## WORK ORDER
Up to and including the line that contains "transcode worker tasks.", write out each line of the material from its first line, exactly.

## MATERIAL FOR THIS TASK
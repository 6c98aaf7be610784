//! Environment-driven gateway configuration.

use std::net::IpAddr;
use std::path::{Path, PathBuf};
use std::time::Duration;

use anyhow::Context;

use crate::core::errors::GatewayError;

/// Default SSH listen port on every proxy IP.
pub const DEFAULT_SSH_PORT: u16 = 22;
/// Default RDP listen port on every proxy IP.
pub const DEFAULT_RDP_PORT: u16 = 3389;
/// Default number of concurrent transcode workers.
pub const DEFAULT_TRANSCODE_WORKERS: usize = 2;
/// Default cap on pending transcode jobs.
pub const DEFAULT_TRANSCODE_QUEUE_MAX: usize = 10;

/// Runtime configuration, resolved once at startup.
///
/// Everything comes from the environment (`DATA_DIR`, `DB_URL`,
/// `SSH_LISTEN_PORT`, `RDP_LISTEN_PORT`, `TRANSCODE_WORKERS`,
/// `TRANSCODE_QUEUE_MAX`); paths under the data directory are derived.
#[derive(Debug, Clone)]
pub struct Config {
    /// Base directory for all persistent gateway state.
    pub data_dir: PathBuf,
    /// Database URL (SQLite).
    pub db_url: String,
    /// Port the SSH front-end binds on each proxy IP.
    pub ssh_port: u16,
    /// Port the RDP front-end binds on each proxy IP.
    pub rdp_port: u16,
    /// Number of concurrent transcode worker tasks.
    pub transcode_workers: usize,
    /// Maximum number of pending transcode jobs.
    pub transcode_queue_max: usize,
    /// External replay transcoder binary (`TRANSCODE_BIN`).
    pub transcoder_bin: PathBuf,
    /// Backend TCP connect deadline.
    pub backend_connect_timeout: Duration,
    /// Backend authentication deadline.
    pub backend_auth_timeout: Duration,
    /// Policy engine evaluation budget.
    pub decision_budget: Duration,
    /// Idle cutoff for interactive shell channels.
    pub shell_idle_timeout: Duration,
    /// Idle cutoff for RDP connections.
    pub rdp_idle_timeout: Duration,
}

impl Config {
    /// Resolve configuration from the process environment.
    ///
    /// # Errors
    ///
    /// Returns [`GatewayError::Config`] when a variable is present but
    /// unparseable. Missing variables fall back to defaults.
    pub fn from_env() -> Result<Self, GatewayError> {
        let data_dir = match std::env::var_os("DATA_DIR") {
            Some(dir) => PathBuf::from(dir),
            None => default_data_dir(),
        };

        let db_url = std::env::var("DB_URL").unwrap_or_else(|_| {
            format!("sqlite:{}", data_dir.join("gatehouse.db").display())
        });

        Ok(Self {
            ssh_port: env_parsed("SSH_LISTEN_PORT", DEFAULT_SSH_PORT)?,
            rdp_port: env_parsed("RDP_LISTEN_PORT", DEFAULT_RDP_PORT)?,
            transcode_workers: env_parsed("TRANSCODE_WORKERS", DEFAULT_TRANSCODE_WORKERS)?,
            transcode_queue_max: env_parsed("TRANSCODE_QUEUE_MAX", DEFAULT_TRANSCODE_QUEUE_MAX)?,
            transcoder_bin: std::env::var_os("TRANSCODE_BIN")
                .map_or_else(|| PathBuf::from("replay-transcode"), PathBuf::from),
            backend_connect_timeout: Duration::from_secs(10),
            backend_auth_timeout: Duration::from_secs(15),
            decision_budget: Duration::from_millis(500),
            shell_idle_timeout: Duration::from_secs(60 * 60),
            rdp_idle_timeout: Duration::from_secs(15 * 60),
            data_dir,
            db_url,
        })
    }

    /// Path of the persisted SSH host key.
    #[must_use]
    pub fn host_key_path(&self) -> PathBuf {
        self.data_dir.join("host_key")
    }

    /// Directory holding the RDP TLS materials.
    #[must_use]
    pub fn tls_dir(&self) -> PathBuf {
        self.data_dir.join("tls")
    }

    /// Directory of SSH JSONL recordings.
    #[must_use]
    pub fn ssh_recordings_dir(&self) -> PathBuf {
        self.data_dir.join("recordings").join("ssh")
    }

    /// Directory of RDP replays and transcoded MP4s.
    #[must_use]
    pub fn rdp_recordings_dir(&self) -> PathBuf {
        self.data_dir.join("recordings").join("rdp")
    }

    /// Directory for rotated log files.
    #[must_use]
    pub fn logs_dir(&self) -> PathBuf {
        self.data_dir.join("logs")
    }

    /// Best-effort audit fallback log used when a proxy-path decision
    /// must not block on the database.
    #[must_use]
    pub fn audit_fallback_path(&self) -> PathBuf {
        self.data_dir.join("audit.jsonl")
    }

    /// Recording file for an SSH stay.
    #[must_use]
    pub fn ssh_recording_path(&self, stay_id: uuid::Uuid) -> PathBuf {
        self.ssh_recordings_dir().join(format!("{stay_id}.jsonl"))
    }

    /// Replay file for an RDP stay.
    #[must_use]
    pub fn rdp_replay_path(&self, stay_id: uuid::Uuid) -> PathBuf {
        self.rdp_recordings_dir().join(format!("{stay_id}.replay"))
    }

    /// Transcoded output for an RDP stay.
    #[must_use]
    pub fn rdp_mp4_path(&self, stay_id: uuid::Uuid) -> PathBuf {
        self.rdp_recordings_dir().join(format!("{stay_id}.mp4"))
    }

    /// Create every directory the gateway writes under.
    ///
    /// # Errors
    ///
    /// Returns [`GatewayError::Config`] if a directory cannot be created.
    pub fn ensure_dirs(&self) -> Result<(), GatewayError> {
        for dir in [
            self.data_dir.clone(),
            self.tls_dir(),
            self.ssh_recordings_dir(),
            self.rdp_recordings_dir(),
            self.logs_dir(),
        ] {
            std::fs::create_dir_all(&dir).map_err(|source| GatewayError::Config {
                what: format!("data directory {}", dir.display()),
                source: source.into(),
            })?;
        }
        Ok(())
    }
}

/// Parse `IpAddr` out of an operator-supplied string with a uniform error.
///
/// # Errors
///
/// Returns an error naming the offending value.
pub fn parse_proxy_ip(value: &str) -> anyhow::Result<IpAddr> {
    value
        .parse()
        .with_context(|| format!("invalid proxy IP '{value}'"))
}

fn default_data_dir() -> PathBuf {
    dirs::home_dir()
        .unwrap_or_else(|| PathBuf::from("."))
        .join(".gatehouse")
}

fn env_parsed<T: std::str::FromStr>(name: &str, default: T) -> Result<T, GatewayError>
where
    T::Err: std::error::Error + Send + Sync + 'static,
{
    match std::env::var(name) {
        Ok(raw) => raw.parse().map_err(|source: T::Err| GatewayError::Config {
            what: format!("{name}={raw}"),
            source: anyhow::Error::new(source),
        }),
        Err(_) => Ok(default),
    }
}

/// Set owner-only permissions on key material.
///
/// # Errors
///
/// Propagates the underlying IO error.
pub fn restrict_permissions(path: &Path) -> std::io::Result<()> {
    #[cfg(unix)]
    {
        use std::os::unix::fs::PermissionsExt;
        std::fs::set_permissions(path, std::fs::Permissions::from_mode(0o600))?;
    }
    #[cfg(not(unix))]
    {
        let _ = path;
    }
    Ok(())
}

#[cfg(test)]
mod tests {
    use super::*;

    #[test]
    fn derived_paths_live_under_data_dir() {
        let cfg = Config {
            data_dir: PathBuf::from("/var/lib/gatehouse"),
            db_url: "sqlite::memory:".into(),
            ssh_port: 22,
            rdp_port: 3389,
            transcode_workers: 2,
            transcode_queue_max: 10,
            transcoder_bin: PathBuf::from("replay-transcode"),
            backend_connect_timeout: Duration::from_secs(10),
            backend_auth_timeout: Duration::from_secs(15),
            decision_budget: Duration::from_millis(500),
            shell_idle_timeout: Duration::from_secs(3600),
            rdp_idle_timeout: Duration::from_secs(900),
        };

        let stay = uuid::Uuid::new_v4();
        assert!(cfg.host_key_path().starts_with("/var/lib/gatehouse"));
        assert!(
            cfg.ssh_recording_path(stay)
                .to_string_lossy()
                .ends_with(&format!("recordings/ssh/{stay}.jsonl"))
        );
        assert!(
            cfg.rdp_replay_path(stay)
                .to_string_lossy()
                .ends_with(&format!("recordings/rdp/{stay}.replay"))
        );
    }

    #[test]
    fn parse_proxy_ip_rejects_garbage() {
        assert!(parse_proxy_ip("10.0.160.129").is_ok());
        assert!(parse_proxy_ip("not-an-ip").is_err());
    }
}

## TASK SOLUTION
repository 6c98aaf7be610784
//! Environment-driven gateway configuration.

use std::net::IpAddr;
use std::path::{Path, PathBuf};
use std::time::Duration;

use anyhow::Context;

use crate::core::errors::GatewayError;

/// Default SSH listen port on every proxy IP.
pub const DEFAULT_SSH_PORT: u16 = 22;
/// Default RDP listen port on every proxy IP.
pub const DEFAULT_RDP_PORT: u16 = 3389;
/// Default number of concurrent transcode workers.
pub const DEFAULT_TRANSCODE_WORKERS: usize = 2;
/// Default cap on pending transcode jobs.
pub const DEFAULT_TRANSCODE_QUEUE_MAX: usize = 10;

/// Runtime configuration, resolved once at startup.
///
/// Everything comes from the environment (`DATA_DIR`, `DB_URL`,
/// `SSH_LISTEN_PORT`, `RDP_LISTEN_PORT`, `TRANSCODE_WORKERS`,
/// `TRANSCODE_QUEUE_MAX`); paths under the data directory are derived.
#[derive(Debug, Clone)]
pub struct Config {
    /// Base directory for all persistent gateway state.
    pub data_dir: PathBuf,
    /// Database URL (SQLite).
    pub db_url: String,
    /// Port the SSH front-end binds on each proxy IP.
    pub ssh_port: u16,
    /// Port the RDP front-end binds on each proxy IP.
    pub rdp_port: u16,
    /// Number of concurrent transcode worker tasks.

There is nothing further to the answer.